Energy's future: the world need never run out of energy. In fact, technology and private enterprise are poised to bring us an abundance of energy—if government will just get out of the way

New American, The, April 4, 2005 by Dennis Behreandt

"Ever since oil was first harvested in the 1800s, people have said we'd run out of the stuff," noted John Felmy, the chief economist at the American Petroleum Institute. These predictions have come to naught, says science journalist Kevin Kelleher. "In the 1880s a Standard Oil executive sold off shares in the company out of fear that its reserves were close to drying up," Kelleher wrote in the August 2004 issue of Popular Science. Similarly, in 1977, President Jimmy Carter warned that mankind "could use up all the proven reserves of oil in the entire world by the end of the next decade." That wasn't true then, and it isn't true now.

It is, of course, true that there is more demand for oil today from other quarters of the world than there was previously. Whereas North America and Europe had been far and away the major consumers of energy throughout most of the last century, now emerging industrialized economies in Asia, notably China, are competing for the resource. And yet, the world is not running out of oil. There is, in fact, quite a large amount of oil remaining.

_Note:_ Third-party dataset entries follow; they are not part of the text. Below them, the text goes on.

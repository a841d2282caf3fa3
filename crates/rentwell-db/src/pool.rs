//! Opening the SQLite store and handing out repositories.
//!
//! Every connection runs in WAL mode with foreign keys on. Readers such as
//! availability checks never wait on a writer. Writers (reserve, status
//! transitions, item edits) take SQLite's single write lock one at a time;
//! a second writer queues for up to `busy_timeout` before its statement
//! fails with `DbError::Busy`.
//!
//! ```text
//! GET  /rentals/check/a  ── conn 1 ── reads the last committed state
//! POST /rentals (item a) ── conn 2 ── holds the write lock
//! POST /rentals (item a) ── conn 3 ── waits, then sees conn 2's rental
//! ```

use std::path::PathBuf;
use std::str::FromStr;
use std::time::Duration;

use sqlx::sqlite::{SqliteConnectOptions, SqliteJournalMode, SqlitePoolOptions, SqliteSynchronous};
use sqlx::SqlitePool;
use tracing::{debug, info};

use crate::error::{DbError, DbResult};
use crate::migrations;
use crate::repository::item::ItemRepository;
use crate::repository::rental::RentalRepository;
use crate::repository::user::UserRepository;

const IN_MEMORY: &str = ":memory:";

/// How to open the store.
///
/// ```rust
/// use rentwell_db::DbConfig;
/// use std::time::Duration;
///
/// let config = DbConfig::new("rentwell.db")
///     .max_connections(8)
///     .busy_timeout(Duration::from_millis(2500));
/// assert_eq!(config.max_connections, 8);
/// ```
#[derive(Debug, Clone)]
pub struct DbConfig {
    /// Created on first open. `:memory:` gives a private throwaway store.
    pub database_path: PathBuf,
    pub max_connections: u32,
    pub min_connections: u32,
    /// How long a request waits for a free pooled connection.
    pub connect_timeout: Duration,
    pub idle_timeout: Duration,
    /// How long a writer waits for SQLite's write lock.
    pub busy_timeout: Duration,
    pub run_migrations: bool,
}

impl DbConfig {
    pub fn new(path: impl Into<PathBuf>) -> Self {
        DbConfig {
            database_path: path.into(),
            max_connections: 5,
            min_connections: 1,
            connect_timeout: Duration::from_secs(30),
            idle_timeout: Duration::from_secs(600),
            busy_timeout: Duration::from_secs(5),
            run_migrations: true,
        }
    }

    pub fn max_connections(mut self, max: u32) -> Self {
        self.max_connections = max;
        self
    }

    pub fn min_connections(mut self, min: u32) -> Self {
        self.min_connections = min;
        self
    }

    pub fn connect_timeout(mut self, timeout: Duration) -> Self {
        self.connect_timeout = timeout;
        self
    }

    pub fn busy_timeout(mut self, timeout: Duration) -> Self {
        self.busy_timeout = timeout;
        self
    }

    pub fn run_migrations(mut self, run: bool) -> Self {
        self.run_migrations = run;
        self
    }

    /// A fresh, migrated, single-connection store for tests.
    pub fn in_memory() -> Self {
        DbConfig {
            // Each in-memory connection would see its own empty database.
            max_connections: 1,
            connect_timeout: Duration::from_secs(5),
            idle_timeout: Duration::from_secs(60),
            ..DbConfig::new(IN_MEMORY)
        }
    }

    pub fn is_in_memory(&self) -> bool {
        self.database_path.as_os_str() == IN_MEMORY
    }
}

/// Handle to the store. Clones share one pool.
#[derive(Debug, Clone)]
pub struct Database {
    pool: SqlitePool,
}

impl Database {
    /// Opens (or creates) the store and applies pending migrations.
    pub async fn new(config: DbConfig) -> DbResult<Self> {
        info!(path = %config.database_path.display(), "Opening rental store");

        let options = if config.is_in_memory() {
            SqliteConnectOptions::from_str("sqlite::memory:")
                .map_err(|e| DbError::ConnectionFailed(e.to_string()))?
        } else {
            SqliteConnectOptions::new()
                .filename(&config.database_path)
                .create_if_missing(true)
        }
        .journal_mode(SqliteJournalMode::Wal)
        .synchronous(SqliteSynchronous::Normal)
        .foreign_keys(true)
        .busy_timeout(config.busy_timeout);

        let mut pool_options = SqlitePoolOptions::new()
            .max_connections(config.max_connections)
            .min_connections(config.min_connections)
            .acquire_timeout(config.connect_timeout)
            .idle_timeout(Some(config.idle_timeout));

        if config.is_in_memory() {
            // The database lives only as long as its one connection.
            pool_options = pool_options.idle_timeout(None).max_lifetime(None);
        }

        let pool = pool_options
            .connect_with(options)
            .await
            .map_err(|e| DbError::ConnectionFailed(e.to_string()))?;

        debug!(
            max_connections = config.max_connections,
            busy_timeout_ms = u64::try_from(config.busy_timeout.as_millis()).unwrap_or(u64::MAX),
            "Pool ready"
        );

        let db = Database { pool };
        if config.run_migrations {
            db.run_migrations().await?;
        }
        Ok(db)
    }

    pub async fn run_migrations(&self) -> DbResult<()> {
        migrations::run_migrations(&self.pool).await
    }

    /// `(applied, known)` migration counts.
    pub async fn migration_status(&self) -> DbResult<(usize, usize)> {
        migrations::migration_status(&self.pool).await
    }

    /// The raw pool, for queries no repository covers.
    pub fn pool(&self) -> &SqlitePool {
        &self.pool
    }

    pub fn items(&self) -> ItemRepository {
        ItemRepository::new(self.pool.clone())
    }

    pub fn rentals(&self) -> RentalRepository {
        RentalRepository::new(self.pool.clone())
    }

    pub fn users(&self) -> UserRepository {
        UserRepository::new(self.pool.clone())
    }

    /// Waits for checked-out connections to come back, then closes them.
    pub async fn close(&self) {
        info!("Closing rental store");
        self.pool.close().await;
    }

    /// True when a trivial query succeeds.
    pub async fn health_check(&self) -> bool {
        sqlx::query("SELECT 1").execute(&self.pool).await.is_ok()
    }
}

#[cfg(test)]
mod tests {
    use super::*;

    #[tokio::test]
    async fn test_in_memory_database() {
        let db = Database::new(DbConfig::in_memory()).await.unwrap();

        assert!(db.health_check().await);
        let (applied, known) = db.migration_status().await.unwrap();
        assert!(known > 0);
        assert_eq!(applied, known);
    }

    #[tokio::test]
    async fn test_unmigrated_store_reports_nothing_applied() {
        let db = Database::new(DbConfig::in_memory().run_migrations(false))
            .await
            .unwrap();

        let (applied, _) = db.migration_status().await.unwrap();
        assert_eq!(applied, 0);
    }

    #[tokio::test]
    async fn test_file_database_is_created() {
        let dir = tempfile::tempdir().unwrap();
        let path = dir.path().join("rentwell.db");

        let db = Database::new(DbConfig::new(&path)).await.unwrap();
        assert!(db.health_check().await);
        assert!(path.exists());
        db.close().await;
        assert!(!db.health_check().await);
    }

    #[test]
    fn test_config_builder() {
        let config = DbConfig::new("/tmp/test.db")
            .max_connections(10)
            .min_connections(2)
            .busy_timeout(Duration::from_millis(250));

        assert_eq!(config.max_connections, 10);
        assert_eq!(config.min_connections, 2);
        assert_eq!(config.busy_timeout, Duration::from_millis(250));
        assert!(!config.is_in_memory());
        assert!(DbConfig::in_memory().is_in_memory());
        assert_eq!(DbConfig::in_memory().max_connections, 1);
    }
}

In the U.S. alone in 2003, according to the U.S. Energy Information Agency, proved reserves (meaning oil that can be recovered from existing reservoirs under current operational and economic conditions) totaled some 21.8 billion barrels. Worldwide, in 2003 proved reserves totaled 1.15 trillion barrels, enough to last for 41 years, according to the giant oil firm British Petroleum (BP). "Despite those who say we are about to run out of oil and gas, the figures in the review confirm there is no shortage of reserves," said BP chief economist Peter Davies.

At the current rate of consumption, it appears that the world's proved reserves will be consumed in approximately 30 or 40 years. This, however, may not be likely. Proved reserves are only those reserves that are feasibly recoverable, both economically and technologically, at a given time. As technology improves and demand increases, it will become practical to recover more oil, increasing proved reserves. In fact, this has happened in the past, and proved reserves figures have gone up. The total amount of the resource available, though not necessarily accessible under current conditions, is vastly larger than proved reserves. According to the U.S. Energy Information Agency, "technically recoverable resources" of crude oil in the U.S. alone total 105.05 billion barrels--five times the "proved reserves" subset.

It is worth considering, in addition, that many domestic resources have been placed off-limits by government regulation. In fact, according to the EIA, 78.6 percent of technically recoverable resources are located on federal land. The Arctic National Wildlife Refuge (ANWR) is a case in point. The ANWR sits upon vast amounts of recoverable oil on a par with the current largest U.S. oil field at Prudhoe Bay. The oil could be recovered with negligible impact to the environment of the area, yet opening the ANWR to drilling continues to be resisted.